Ao lado disto, há diagnósticos da situação contemporânea que acentuam questões identitárias, como Terra Estrangeira e Central do Brasil, ambos de Walter Salles Jr., que reúnem os paradigmas da migração e da identidade, da família e da nação. Em outro recorte, Cronicamente Inviável (Sérgio Bianchi, 2000) traz uma explícita alegoria do Brasil, um concerto do ressentimento nacional que coroa a reiteração sintomática de personagens ressentidos no cinema recente, figuras que vivem o descompasso entre ambições de consumo e sua realidade efetiva, às vezes insuportável como nos filmes que tematizam a violência dos pobres entre si – Como Nascemos Anjos (Murilo Salles, 1996), Orfeu (Carlos Diegues, 1999), Cidade de Deus (Fernando Meirelles e Kátia Lund, 2001), Contra Todos (Roberto Moreira, 2003) – ou focalizam o ressentimento da classe média em seu afã de ascensão: Redentor (Cláudio Torres, 2004) é francamente alegórico nesse sentido.

As expectativas em torno do papel do cineasta, contudo, mudaram. Uma condensação histórica aos moldes de Macunaíma ou de O Dragão da Maldade Contra o Santo Guerreiro (Glauber, 1969), hoje, soaria como ambição anacrônica?

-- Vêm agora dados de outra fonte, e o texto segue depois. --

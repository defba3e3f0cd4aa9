use std::{
    cell::Cell,
    collections::HashMap,
    fs,
    path::{Path, PathBuf},
    rc::Rc,
};

use tracing::debug;

use crate::{
    error::{Error, LoadError},
    interpreter::evaluator::core::Context,
    template::compile,
};

/// File extension of template units.
pub const EXTENSION: &str = "tmpl";

/// Lifecycle of a cached unit.
#[derive(Debug, Clone, Copy, PartialEq, Eq)]
pub enum UnitState {
    /// Registered and executing its top level.
    Compiling,
    /// Its top level ran to completion.
    Executed,
}

/// A loaded template unit.
#[derive(Debug)]
pub struct Unit {
    /// The cache key the unit is registered under.
    pub name: String,
    /// The file the unit was read from.
    pub path: PathBuf,
    state:    Cell<UnitState>,
}

impl Unit {
    /// Where the unit is in its lifecycle.
    #[must_use]
    pub fn state(&self) -> UnitState {
        self.state.get()
    }
}

/// Resolves unit names to files and caches loaded units.
///
/// The cache lives as long as the loader, so every unit executes at most
/// once per render no matter how many units import it.
#[derive(Debug, Default)]
pub struct Loader {
    search_dirs: Vec<PathBuf>,
    cache:       HashMap<String, Rc<Unit>>,
}

/// Strips the namespace prefix from a dotted unit name.
///
/// # Example
/// ```
/// use stencil::template::loader::normalize_name;
///
/// assert_eq!(normalize_name("template.child"), "child");
/// assert_eq!(normalize_name("template.x.y"), "x.y");
/// assert_eq!(normalize_name("child"), "child");
/// ```
#[must_use]
pub fn normalize_name(name: &str) -> &str {
    name.split_once('.').map_or(name, |(_, rest)| rest)
}

impl Loader {
    /// Creates a loader searching the given directories in order.
    #[must_use]
    pub fn new(search_dirs: Vec<PathBuf>) -> Self {
        Self { search_dirs,
               cache: HashMap::new() }
    }

    /// Makes `dir` the first directory searched.
    pub fn prepend_dir(&mut self, dir: PathBuf) {
        self.search_dirs.insert(0, dir);
    }

    /// The directories searched, in order.
    #[must_use]
    pub fn search_dirs(&self) -> &[PathBuf] {
        &self.search_dirs
    }

    /// Finds the file of a unit.
    ///
    /// The first search directory holding `<key>.tmpl` wins.
    ///
    /// # Errors
    /// `LoadError::NotFound` listing every directory searched.
    pub fn resolve(&self, name: &str) -> Result<PathBuf, LoadError> {
        let file = format!("{}.{EXTENSION}", normalize_name(name));

        self.search_dirs
            .iter()
            .map(|dir| dir.join(&file))
            .find(|candidate| candidate.is_file())
            .ok_or_else(|| LoadError::NotFound { name: name.to_string(),
                                                 file,
                                                 searched: self.search_dirs.clone() })
    }

    /// Returns the cached unit registered under `key`.
    #[must_use]
    pub fn cached(&self, key: &str) -> Option<Rc<Unit>> {
        self.cache.get(key).cloned()
    }

    /// Number of cached units.
    #[must_use]
    pub fn len(&self) -> usize {
        self.cache.len()
    }

    /// Returns `true` if nothing was loaded.
    #[must_use]
    pub fn is_empty(&self) -> bool {
        self.cache.is_empty()
    }
}

/// Loads a unit by name into the context's shared namespace.
///
/// A cached unit is returned as is, without running anything. Otherwise the
/// unit is resolved, compiled and executed, and the same `Rc` is returned
/// by every later load of that name.
///
/// # Errors
/// Resolution, read, compile and execution failures. A failed unit is not
/// cached.
pub fn load(ctx: &mut Context, name: &str) -> Result<Rc<Unit>, Error> {
    let key = normalize_name(name);
    if let Some(unit) = ctx.loader.cached(key) {
        debug!(unit = key, state = ?unit.state(), "unit already loaded");
        return Ok(unit);
    }

    let path = ctx.loader.resolve(name)?;
    let source = read_source(&path)?;
    run_unit(ctx, key, path, &source)
}

/// Loads the entry template of a render.
///
/// The entry's directory becomes the first search directory and the unit is
/// registered under its file stem, so units importing it see the cached
/// entry.
///
/// # Errors
/// Read, compile and execution failures.
pub fn load_entry(ctx: &mut Context, path: &Path) -> Result<Rc<Unit>, Error> {
    let dir = match path.parent() {
        Some(parent) if !parent.as_os_str().is_empty() => parent.to_path_buf(),
        _ => PathBuf::from("."),
    };
    ctx.loader.prepend_dir(dir);

    let key = path.file_stem()
                  .map(|stem| stem.to_string_lossy().into_owned())
                  .unwrap_or_default();
    let source = read_source(path)?;
    run_unit(ctx, &key, path.to_path_buf(), &source)
}

/// Runs template source that does not come from a file.
///
/// # Errors
/// Compile and execution failures.
pub fn load_source(ctx: &mut Context, key: &str, source: &str) -> Result<Rc<Unit>, Error> {
    run_unit(ctx, key, PathBuf::from(key), source)
}

fn read_source(path: &Path) -> Result<String, LoadError> {
    fs::read_to_string(path).map_err(|source| LoadError::Io { path: path.to_path_buf(),
                                                              source })
}

fn run_unit(ctx: &mut Context, key: &str, path: PathBuf, source: &str) -> Result<Rc<Unit>, Error> {
    let file = path.display().to_string();
    debug!(unit = key, file = %file, "compiling unit");
    let statements = compile(source, &file)?;

    let unit = Rc::new(Unit { name: key.to_string(),
                              path,
                              state: Cell::new(UnitState::Compiling) });
    ctx.loader.cache.insert(key.to_string(), Rc::clone(&unit));

    if let Err(error) = ctx.exec_unit(&statements, &file) {
        debug!(unit = key, "unit failed, removing it from the cache");
        ctx.loader.cache.remove(key);
        return Err(error.into());
    }

    unit.state.set(UnitState::Executed);
    debug!(unit = key, "unit executed");
    Ok(unit)
}

#[cfg(test)]
mod tests {
    use std::fs;

    use tempfile::TempDir;

    use super::*;
    use crate::interpreter::value::core::Value;

    fn write_units(units: &[(&str, &str)]) -> TempDir {
        let dir = tempfile::tempdir().unwrap();
        for (name, source) in units {
            fs::write(dir.path().join(format!("{name}.{EXTENSION}")), source).unwrap();
        }
        dir
    }

    fn context_for(dir: &TempDir) -> Context {
        Context::new(Loader::new(vec![dir.path().to_path_buf()]))
    }

    #[test]
    fn resolve_prefers_earlier_directories() {
        let first = write_units(&[("a", "x = 1")]);
        let second = write_units(&[("a", "x = 2"), ("b", "y = 1")]);
        let loader = Loader::new(vec![first.path().to_path_buf(), second.path().to_path_buf()]);

        assert_eq!(loader.resolve("a").unwrap(), first.path().join("a.tmpl"));
        assert_eq!(loader.resolve("template.b").unwrap(), second.path().join("b.tmpl"));
    }

    #[test]
    fn missing_unit_lists_searched_directories() {
        let dir = write_units(&[]);
        let loader = Loader::new(vec![dir.path().to_path_buf()]);

        let Err(LoadError::NotFound { name, file, searched }) = loader.resolve("template.nope")
        else {
            panic!("expected NotFound");
        };
        assert_eq!(name, "template.nope");
        assert_eq!(file, "nope.tmpl");
        assert_eq!(searched, vec![dir.path().to_path_buf()]);
    }

    #[test]
    fn loading_twice_returns_the_same_unit() {
        let dir = write_units(&[("counter", "count = 1")]);
        let mut ctx = context_for(&dir);

        let first = load(&mut ctx, "template.counter").unwrap();
        ctx.namespace.insert("count", Value::Integer(5));
        let second = load(&mut ctx, "counter").unwrap();

        assert!(Rc::ptr_eq(&first, &second));
        assert_eq!(first.state(), UnitState::Executed);
        assert_eq!(ctx.namespace.get("count"), Some(&Value::Integer(5)));
        assert_eq!(ctx.loader.len(), 1);
    }

    #[test]
    fn compile_errors_cache_nothing() {
        let dir = write_units(&[("broken", "x = \"{{\"")]);
        let mut ctx = context_for(&dir);

        assert!(matches!(load(&mut ctx, "broken"), Err(Error::Template(_))));
        assert!(ctx.loader.is_empty());
    }

    #[test]
    fn failing_units_are_removed_from_the_cache() {
        let dir = write_units(&[("fails", "x = 1\nassert(false)")]);
        let mut ctx = context_for(&dir);

        assert!(matches!(load(&mut ctx, "fails"), Err(Error::Runtime { .. })));
        assert!(ctx.loader.cached("fails").is_none());
        assert_eq!(ctx.namespace.get("x"), Some(&Value::Integer(1)));
    }

    #[test]
    fn entry_is_registered_under_its_stem() {
        let dir = write_units(&[("main", "import template.helper\nx = 1"),
                                ("helper", "import main\ny = 2")]);
        let mut ctx = Context::default();

        let entry = load_entry(&mut ctx, &dir.path().join("main.tmpl")).unwrap();

        assert_eq!(entry.name, "main");
        assert_eq!(ctx.loader.search_dirs()[0], dir.path());
        assert_eq!(ctx.loader.len(), 2);
        assert_eq!(ctx.namespace.get("y"), Some(&Value::Integer(2)));
    }
}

Houve, sem dúvida, o senso da “perda do mandato popular” que tornava o cineasta convicto de sua condição de porta-voz da comunidade imaginada (a nação), vista como mais coesa do que a realidade viria mostrar; em verdade, esta ruptura com a noção de mandato já se deu no período do cinema marginal, a partir de 1969, como vemos na terceira parte do livro. De lá para cá, os rumos da cultura e da política minaram de vez esta ideia do “mandato popular” e suscitaram uma nova autoimagem em que o cineasta valoriza o pragmatismo, tal como também ocorre na vida política, exaltando mestres da viabilização. A homenagem de Baile Perfumado (Lírio Ferreira e Paulo Caldas, 1997) a Benjamin Abrahão, o cineasta que filmou Lampião, é um bom exemplo, tal como o tratamento irônico do pragmatismo dos pobres feito pela narração de O Homem Que Copiava (Jorge Furtado, 2003).

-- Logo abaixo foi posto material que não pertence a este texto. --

use std::{iter::Peekable, rc::Rc};

use crate::{
    ast::{BinaryOperator, FunctionDef, Statement, WrapMode},
    error::ParseError,
    interpreter::{
        lexer::Token,
        parser::{
            block::parse_block,
            core::{ParseResult, parse_expression, parse_if},
            utils::{at_statement_end, expect_token, parse_comma_separated, parse_identifier},
        },
    },
};

/// Parses a single statement.
///
/// A statement may be one of:
/// - a keyword statement (`import`, `fn`, `return`, `break`, `continue`,
///   `if`, `for`, `while`).
/// - an assignment, compound assignment or index assignment.
/// - an expression used as a statement.
///
/// The statement must be followed by a separator (newline or `;`), a closing
/// `}` or the end of input.
///
/// # Parameters
/// - `tokens`: Token iterator containing `(Token, line)` pairs.
///
/// # Returns
/// A parsed [`Statement`] node.
pub fn parse_statement<'a, I>(tokens: &mut Peekable<I>) -> ParseResult<Statement>
    where I: Iterator<Item = &'a (Token, usize)> + Clone
{
    let statement = parse_statement_body(tokens)?;

    if !at_statement_end(tokens)
       && let Some((tok, line)) = tokens.peek()
    {
        return Err(ParseError::UnexpectedTrailingTokens { token: format!("{tok:?}"),
                                                          line:  *line, });
    }

    Ok(statement)
}

fn parse_statement_body<'a, I>(tokens: &mut Peekable<I>) -> ParseResult<Statement>
    where I: Iterator<Item = &'a (Token, usize)> + Clone
{
    let Some((token, line)) = tokens.peek() else {
        return Err(ParseError::UnexpectedEndOfInput { line: 0 });
    };
    let line = *line;

    match token {
        Token::Import => {
            tokens.next();
            parse_import(tokens, line)
        },
        Token::Fn if matches!(peek_second(tokens), Some(Token::Identifier(_))) => {
            tokens.next();
            parse_function_definition(tokens, line)
        },
        Token::Return => {
            tokens.next();
            let value = if at_statement_end(tokens) {
                None
            } else {
                Some(parse_expression(tokens)?)
            };
            Ok(Statement::Return { value, line })
        },
        Token::Break => {
            tokens.next();
            Ok(Statement::Break { line })
        },
        Token::Continue => {
            tokens.next();
            Ok(Statement::Continue { line })
        },
        Token::If => {
            tokens.next();
            parse_if(tokens, line)
        },
        Token::For => {
            tokens.next();
            parse_for(tokens, line)
        },
        Token::While => {
            tokens.next();
            let condition = parse_expression(tokens)?;
            let open = expect_token(tokens, &Token::LBrace, "'{' after while condition")?;
            let body = parse_block(tokens, open)?;
            Ok(Statement::While { condition,
                                  body,
                                  line })
        },
        _ => {
            if let Some(statement) = parse_assignment(tokens)? {
                return Ok(statement);
            }
            let expr = parse_expression(tokens)?;
            Ok(Statement::Expression { expr, line })
        },
    }
}

/// Returns the token after the next one without consuming anything.
fn peek_second<'a, I>(tokens: &Peekable<I>) -> Option<&'a Token>
    where I: Iterator<Item = &'a (Token, usize)> + Clone
{
    let mut lookahead = tokens.clone();
    lookahead.next();
    lookahead.next().map(|(tok, _)| tok)
}

/// Parses an import statement after its `import` keyword.
///
/// Grammar: `import := "import" IDENTIFIER ("." IDENTIFIER)*`
///
/// The dotted name is kept as written; normalization happens in the loader.
fn parse_import<'a, I>(tokens: &mut Peekable<I>, line: usize) -> ParseResult<Statement>
    where I: Iterator<Item = &'a (Token, usize)> + Clone
{
    let mut name = parse_identifier(tokens)?;
    while let Some((Token::Dot, _)) = tokens.peek() {
        tokens.next();
        name.push('.');
        name.push_str(&parse_identifier(tokens)?);
    }
    Ok(Statement::Import { name, line })
}

/// Parses a named function definition after its `fn` keyword.
///
/// Grammar: `function := "fn" IDENTIFIER "(" params ")" "{" statement* "}"`
///
/// The definition is produced with [`WrapMode::Bare`]; template compilation
/// decides how it is finally bound.
///
/// # Errors
/// Returns a `ParseError` if the name, parameter list or body is malformed.
fn parse_function_definition<'a, I>(tokens: &mut Peekable<I>,
                                    line: usize)
                                    -> ParseResult<Statement>
    where I: Iterator<Item = &'a (Token, usize)> + Clone
{
    let name = parse_identifier(tokens)?;
    expect_token(tokens, &Token::LParen, "'(' after function name")?;
    let params = parse_comma_separated(tokens, parse_identifier, &Token::RParen, line)?;

    for (i, param) in params.iter().enumerate() {
        if params[..i].contains(param) {
            return Err(ParseError::DuplicateParameter { name: param.clone(),
                                                        line });
        }
    }

    let open = expect_token(tokens, &Token::LBrace, "'{' before function body")?;
    let body = parse_block(tokens, open)?;

    Ok(Statement::Function(Rc::new(FunctionDef { name,
                                                 params,
                                                 body,
                                                 wrap: WrapMode::Bare,
                                                 line })))
}

/// Parses a `for` loop after its `for` keyword.
///
/// Grammar: `for := "for" IDENTIFIER "in" expression "{" statement* "}"`
fn parse_for<'a, I>(tokens: &mut Peekable<I>, line: usize) -> ParseResult<Statement>
    where I: Iterator<Item = &'a (Token, usize)> + Clone
{
    let var = parse_identifier(tokens)?;
    expect_token(tokens, &Token::In, "'in' after loop variable")?;
    let iterable = parse_expression(tokens)?;
    let open = expect_token(tokens, &Token::LBrace, "'{' after for header")?;
    let body = parse_block(tokens, open)?;

    Ok(Statement::For { var,
                        iterable,
                        body,
                        line })
}

/// Parses an assignment, compound-assignment or index-assignment statement.
///
/// Supported forms:
///
/// - `<identifier> = <expression>`
/// - `<identifier> += <expression>` (and `-=`, `*=`, `/=`)
/// - `<identifier>[<expression>] = <expression>`
///
/// The function performs a limited lookahead: if the next token is an
/// identifier followed by `=`, one of the compound-assignment operators, or a
/// balanced `[...]` followed by `=`, an assignment is parsed.
///
/// If no assignment pattern matches, the function returns `Ok(None)` and does
/// not consume tokens.
fn parse_assignment<'a, I>(tokens: &mut Peekable<I>) -> ParseResult<Option<Statement>>
    where I: Iterator<Item = &'a (Token, usize)> + Clone
{
    let Some((Token::Identifier(name), line)) = tokens.peek() else {
        return Ok(None);
    };
    let (name, line) = (name.clone(), *line);

    let compound = match peek_second(tokens) {
        Some(Token::Equals) => None,
        Some(Token::PlusAssign) => Some(BinaryOperator::Add),
        Some(Token::MinusAssign) => Some(BinaryOperator::Sub),
        Some(Token::MulAssign) => Some(BinaryOperator::Mul),
        Some(Token::DivAssign) => Some(BinaryOperator::Div),
        Some(Token::LBracket) if is_index_assignment(tokens) => {
            tokens.next();
            tokens.next();
            let index = parse_expression(tokens)?;
            expect_token(tokens, &Token::RBracket, "']' after index")?;
            expect_token(tokens, &Token::Equals, "'=' after indexed target")?;
            let value = parse_expression(tokens)?;
            return Ok(Some(Statement::IndexAssignment { name,
                                                        index,
                                                        value,
                                                        line }));
        },
        _ => return Ok(None),
    };

    tokens.next();
    tokens.next();
    let value = parse_expression(tokens)?;

    Ok(Some(match compound {
                None => Statement::Assignment { name, value, line },
                Some(op) => Statement::CompoundAssignment { name,
                                                            op,
                                                            value,
                                                            line },
            }))
}

/// Checks whether `name[...]` is directly followed by `=`.
fn is_index_assignment<'a, I>(tokens: &Peekable<I>) -> bool
    where I: Iterator<Item = &'a (Token, usize)> + Clone
{
    let mut lookahead = tokens.clone();
    lookahead.next();
    lookahead.next();
    let mut brackets = 1;

    while brackets > 0 {
        match lookahead.next() {
            Some((Token::LBracket, _)) => brackets += 1,
            Some((Token::RBracket, _)) => brackets -= 1,
            Some(_) => {},
            None => return false,
        }
    }

    matches!(lookahead.next(), Some((Token::Equals, _)))
}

As migrações, as pulsões de evasão observadas nas regiões mais pobres do Brasil foram um tema recorrente no cinema moderno, como se observa em Vidas Secas (1963), de Nelson Pereira dos Santos, ou em Trópicos (1967), de Gianni Amico. Na última década, a questão do deslocamento retornou com força, muitas vezes como busca existencial ou odisseia subjetiva que se substitui ao périplo extremamente físico de outrora.

Você lembrou bem. O cinema moderno teve a migração como um dos seus pontos fortes na discussão de questões sociais, em que o deslocamento dos personagens era um imperativo motivado por uma condição de pobreza insuportável. O cinema recente repõe o tema da migração, mas o associa a projetos de superação de impasses que estão em outra esfera, mais existencial, afetiva, compondo road movies mais aparentados aos de Wim Wenders em sua alegoria da condição contemporânea marcada por figuras desgarradas que, no caso brasileiro, assumem o movimento como opção pela deriva libertadora que repõe impasses, como em Cinema, Aspirinas e Urubus (Marcelo Gomes, 2005), ou se cumpre exitosa, como em O Céu de Suely (Karim Aïnouz, 2006). Há também a figura da viagem como romance de formação, caso de Diários de Motocicleta (Walter Salles Jr., 2004). São versões da “procura” mais laicas do que as jornadas de conversão ou de busca de um Bem Supremo próprias à tradição religiosa.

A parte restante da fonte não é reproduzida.